(Saved entries)

*-*-*

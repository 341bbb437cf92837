//! GPU device initialization and default-device resolution.
//!
//! This module provides [`WgpuBackend`], which owns the wgpu device and
//! queue, and the [`DeviceProvider`] seam through which `convolve` and the
//! program builder obtain a device when the caller does not pass one.

use crate::error::{ConvError, ConvResult};
use std::sync::{Arc, Mutex, OnceLock};

/// Power preference for GPU adapter selection.
#[derive(Debug, Clone, Copy, PartialEq, Eq, Default)]
pub enum PowerPreference {
    /// Prefer low power consumption (integrated GPU).
    LowPower,
    /// Prefer high performance (discrete GPU).
    #[default]
    HighPerformance,
}

impl From<PowerPreference> for wgpu::PowerPreference {
    fn from(pref: PowerPreference) -> Self {
        match pref {
            PowerPreference::LowPower => wgpu::PowerPreference::LowPower,
            PowerPreference::HighPerformance => wgpu::PowerPreference::HighPerformance,
        }
    }
}

/// Options for initializing the wgpu backend.
#[derive(Debug, Clone)]
pub struct WgpuOptions {
    /// Power preference for adapter selection.
    pub power_preference: PowerPreference,
    /// Preferred backend (Vulkan, DX12, Metal, etc.).
    /// If None, wgpu will auto-select the best available.
    pub backend: Option<wgpu::Backends>,
    /// Force a specific adapter by name (substring match).
    pub force_adapter_name: Option<String>,
    /// Required features.
    pub required_features: wgpu::Features,
    /// Required limits (minimum).
    pub required_limits: wgpu::Limits,
}

impl Default for WgpuOptions {
    fn default() -> Self {
        Self {
            power_preference: PowerPreference::HighPerformance,
            backend: None,
            force_adapter_name: None,
            required_features: wgpu::Features::empty(),
            required_limits: wgpu::Limits::default(),
        }
    }
}

impl WgpuOptions {
    /// Creates options for large volumes: bigger buffers and 3D images.
    pub fn compute() -> Self {
        Self {
            required_limits: wgpu::Limits {
                max_storage_buffer_binding_size: 1 << 30, // 1GB
                max_buffer_size: 1 << 30,
                max_texture_dimension_2d: 16384,
                ..wgpu::Limits::default()
            },
            ..Self::default()
        }
    }

    /// Creates options for low-memory environments.
    pub fn low_memory() -> Self {
        Self {
            power_preference: PowerPreference::LowPower,
            required_limits: wgpu::Limits::downlevel_defaults(),
            ..Self::default()
        }
    }
}

/// The compute device handle.
///
/// Holds the wgpu device, queue, and adapter info. Device and queue are
/// reference counted so programs built on this backend can outlive borrows
/// of it.
///
/// # Example
///
/// ```rust,no_run
/// use gpuconv::gpu::{WgpuBackend, WgpuOptions};
///
/// let backend = WgpuBackend::init(WgpuOptions::default())?;
/// println!("Using GPU: {}", backend.adapter_info().name);
/// # Ok::<(), gpuconv::ConvError>(())
/// ```
pub struct WgpuBackend {
    /// The wgpu instance.
    pub instance: wgpu::Instance,
    /// The selected adapter.
    pub adapter: wgpu::Adapter,
    /// The wgpu device for resource creation.
    pub device: Arc<wgpu::Device>,
    /// The wgpu queue for command submission.
    pub queue: Arc<wgpu::Queue>,
    adapter_info: wgpu::AdapterInfo,
    limits: wgpu::Limits,
    error_scopes: ErrorScopes,
}

impl WgpuBackend {
    /// Initializes the GPU backend with the given options.
    ///
    /// # Errors
    ///
    /// - `ConvError::DeviceUnavailable` - No suitable GPU adapter found.
    /// - `ConvError::UnsupportedLimits` - Adapter limits below the requested ones.
    /// - `ConvError::DeviceRequestFailed` - Failed to create the device.
    pub fn init(options: WgpuOptions) -> ConvResult<Self> {
        let backends = options.backend.unwrap_or(wgpu::Backends::all());
        let instance = wgpu::Instance::new(wgpu::InstanceDescriptor {
            backends,
            ..Default::default()
        });

        let adapter = pollster::block_on(Self::request_adapter(&instance, &options))?;
        let adapter_info = adapter.get_info();

        log::info!(
            "Selected GPU adapter: {} ({:?})",
            adapter_info.name,
            adapter_info.backend
        );

        Self::check_limits(&adapter.limits(), &options.required_limits)?;

        let (device, queue) = pollster::block_on(Self::request_device(&adapter, &options))?;
        let limits = device.limits();

        Ok(Self {
            instance,
            adapter,
            device: Arc::new(device),
            queue: Arc::new(queue),
            adapter_info,
            limits,
            error_scopes: ErrorScopes::default(),
        })
    }

    async fn request_adapter(
        instance: &wgpu::Instance,
        options: &WgpuOptions,
    ) -> ConvResult<wgpu::Adapter> {
        if let Some(ref name_filter) = options.force_adapter_name {
            let needle = name_filter.to_lowercase();
            return instance
                .enumerate_adapters(options.backend.unwrap_or(wgpu::Backends::all()))
                .into_iter()
                .find(|a| a.get_info().name.to_lowercase().contains(&needle))
                .ok_or_else(|| {
                    ConvError::device_unavailable(format!(
                        "no adapter matching '{}' found",
                        name_filter
                    ))
                });
        }

        let preferred = instance
            .request_adapter(&wgpu::RequestAdapterOptions {
                power_preference: options.power_preference.into(),
                compatible_surface: None,
                force_fallback_adapter: false,
            })
            .await;

        match preferred {
            Some(adapter) => Ok(adapter),
            None => instance
                .request_adapter(&wgpu::RequestAdapterOptions {
                    power_preference: wgpu::PowerPreference::None,
                    compatible_surface: None,
                    force_fallback_adapter: false,
                })
                .await
                .ok_or_else(|| {
                    ConvError::device_unavailable(
                        "no GPU adapters available, ensure GPU drivers are installed",
                    )
                }),
        }
    }

    async fn request_device(
        adapter: &wgpu::Adapter,
        options: &WgpuOptions,
    ) -> ConvResult<(wgpu::Device, wgpu::Queue)> {
        let (device, queue) = adapter
            .request_device(
                &wgpu::DeviceDescriptor {
                    label: Some("gpuconv device"),
                    required_features: options.required_features,
                    required_limits: options.required_limits.clone(),
                    memory_hints: wgpu::MemoryHints::Performance,
                },
                None,
            )
            .await?;

        Ok((device, queue))
    }

    fn check_limits(adapter: &wgpu::Limits, required: &wgpu::Limits) -> ConvResult<()> {
        let checks = [
            (
                "max_storage_buffer_binding_size",
                adapter.max_storage_buffer_binding_size as u64,
                required.max_storage_buffer_binding_size as u64,
            ),
            ("max_buffer_size", adapter.max_buffer_size, required.max_buffer_size),
            (
                "max_texture_dimension_2d",
                adapter.max_texture_dimension_2d as u64,
                required.max_texture_dimension_2d as u64,
            ),
            (
                "max_texture_dimension_3d",
                adapter.max_texture_dimension_3d as u64,
                required.max_texture_dimension_3d as u64,
            ),
        ];
        for (name, has, wants) in checks {
            if has < wants {
                return Err(ConvError::unsupported_limits(format!(
                    "{}: adapter has {}, required {}",
                    name, has, wants
                )));
            }
        }
        Ok(())
    }

    /// Returns information about the selected adapter.
    pub fn adapter_info(&self) -> &wgpu::AdapterInfo {
        &self.adapter_info
    }

    /// Returns the device limits.
    pub fn limits(&self) -> &wgpu::Limits {
        &self.limits
    }

    /// Returns the largest storage buffer binding in bytes.
    pub fn max_storage_buffer_size(&self) -> u64 {
        self.limits.max_storage_buffer_binding_size as u64
    }

    /// Returns the error scope guard shared by everything built on this device.
    pub(crate) fn error_scopes(&self) -> ErrorScopes {
        self.error_scopes.clone()
    }

    /// Returns a reference to the device.
    pub fn device(&self) -> &wgpu::Device {
        &self.device
    }

    /// Returns a reference to the queue.
    pub fn queue(&self) -> &wgpu::Queue {
        &self.queue
    }
}

impl std::fmt::Debug for WgpuBackend {
    fn fmt(&self, f: &mut std::fmt::Formatter<'_>) -> std::fmt::Result {
        f.debug_struct("WgpuBackend")
            .field("adapter", &self.adapter_info.name)
            .field("backend", &self.adapter_info.backend)
            .field("device_type", &self.adapter_info.device_type)
            .field(
                "max_storage_buffer",
                &self.limits.max_storage_buffer_binding_size,
            )
            .finish()
    }
}

/// Serializes validation error scopes on one device.
///
/// wgpu keeps a single error scope stack per device, so two threads pushing
/// and popping scopes on a shared backend could pop each other's scope. Every
/// push/pop pair made by this crate runs under this lock. Errors raised by
/// unscoped work on other threads can still be captured; callers mixing their
/// own wgpu work with `convolve` on a shared device should scope it themselves.
#[derive(Debug, Clone, Default)]
pub(crate) struct ErrorScopes {
    lock: Arc<Mutex<()>>,
}

impl ErrorScopes {
    /// Runs `f` inside a validation error scope and returns its value and
    /// the first validation error it raised.
    pub(crate) fn validate<T>(
        &self,
        device: &wgpu::Device,
        f: impl FnOnce() -> T,
    ) -> (T, Option<wgpu::Error>) {
        let _guard = self.lock.lock().unwrap_or_else(|e| e.into_inner());
        device.push_error_scope(wgpu::ErrorFilter::Validation);
        let value = f();
        let error = pollster::block_on(device.pop_error_scope());
        (value, error)
    }
}

/// Supplies a device when the caller does not pass one explicitly.
pub trait DeviceProvider {
    /// Returns the default device, or `None` if no device is available.
    fn default_device(&self) -> Option<Arc<WgpuBackend>>;
}

/// Provider that initializes a [`WgpuBackend`] on first use and keeps it.
///
/// The backend lives in the provider instance, so two providers never share
/// a device unless the caller shares the provider.
#[derive(Debug, Default)]
pub struct DefaultDeviceProvider {
    options: WgpuOptions,
    backend: OnceLock<Option<Arc<WgpuBackend>>>,
}

impl DefaultDeviceProvider {
    /// Creates a provider that initializes with `options`.
    pub fn new(options: WgpuOptions) -> Self {
        Self {
            options,
            backend: OnceLock::new(),
        }
    }
}

impl DeviceProvider for DefaultDeviceProvider {
    fn default_device(&self) -> Option<Arc<WgpuBackend>> {
        self.backend
            .get_or_init(|| match WgpuBackend::init(self.options.clone()) {
                Ok(backend) => Some(Arc::new(backend)),
                Err(err) => {
                    log::warn!("default GPU device unavailable: {}", err);
                    None
                }
            })
            .clone()
    }
}

impl<P: DeviceProvider + ?Sized> DeviceProvider for &P {
    fn default_device(&self) -> Option<Arc<WgpuBackend>> {
        (**self).default_device()
    }
}

/// Provider that never yields a device.
///
/// Forces callers to pass a device explicitly.
#[derive(Debug, Clone, Copy, Default)]
pub struct NoDevice;

impl DeviceProvider for NoDevice {
    fn default_device(&self) -> Option<Arc<WgpuBackend>> {
        None
    }
}

#[cfg(test)]
mod tests {
    use super::*;

    #[test]
    fn test_options_default() {
        let opts = WgpuOptions::default();
        assert_eq!(opts.power_preference, PowerPreference::HighPerformance);
        assert!(opts.backend.is_none());
    }

    #[test]
    fn test_options_compute() {
        let opts = WgpuOptions::compute();
        assert!(opts.required_limits.max_storage_buffer_binding_size >= 1 << 30);
        assert_eq!(opts.required_limits.max_texture_dimension_2d, 16384);
    }

    #[test]
    fn test_check_limits_rejects_small_adapter() {
        let adapter = wgpu::Limits::downlevel_defaults();
        let required = WgpuOptions::compute().required_limits;
        let err = WgpuBackend::check_limits(&adapter, &required).unwrap_err();
        assert!(matches!(err, ConvError::UnsupportedLimits(_)));
    }

    #[test]
    fn test_no_device_provider() {
        assert!(NoDevice.default_device().is_none());
    }

    // GPU tests require actual GPU, run with: cargo test -- --ignored
    #[test]
    #[ignore = "Requires GPU"]
    fn test_error_scope_reports_validation_error() {
        let backend = WgpuBackend::init(WgpuOptions::default()).expect("GPU init");
        let scopes = backend.error_scopes();
        let device = backend.device();

        let (_, error) = scopes.validate(device, || {
            device.create_buffer(&wgpu::BufferDescriptor {
                label: None,
                size: 16,
                usage: wgpu::BufferUsages::STORAGE,
                mapped_at_creation: false,
            })
        });
        assert!(error.is_none());

        // MAP_READ may only be combined with COPY_DST.
        let (_, error) = scopes.validate(device, || {
            device.create_buffer(&wgpu::BufferDescriptor {
                label: None,
                size: 16,
                usage: wgpu::BufferUsages::MAP_READ | wgpu::BufferUsages::STORAGE,
                mapped_at_creation: false,
            })
        });
        assert!(matches!(error, Some(wgpu::Error::Validation { .. })));
    }

    #[test]
    #[ignore = "Requires GPU"]
    fn test_default_provider_memoizes() {
        let provider = DefaultDeviceProvider::default();
        let a = provider.default_device().expect("GPU init");
        let b = provider.default_device().expect("GPU init");
        assert!(Arc::ptr_eq(&a, &b));
    }
}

*-*-*

**TASK REQUIREMENTS**
For the entries, state the number of lines that include the string "BufferUsages". Add no other words.

**COMPLETED EXERCISE**
2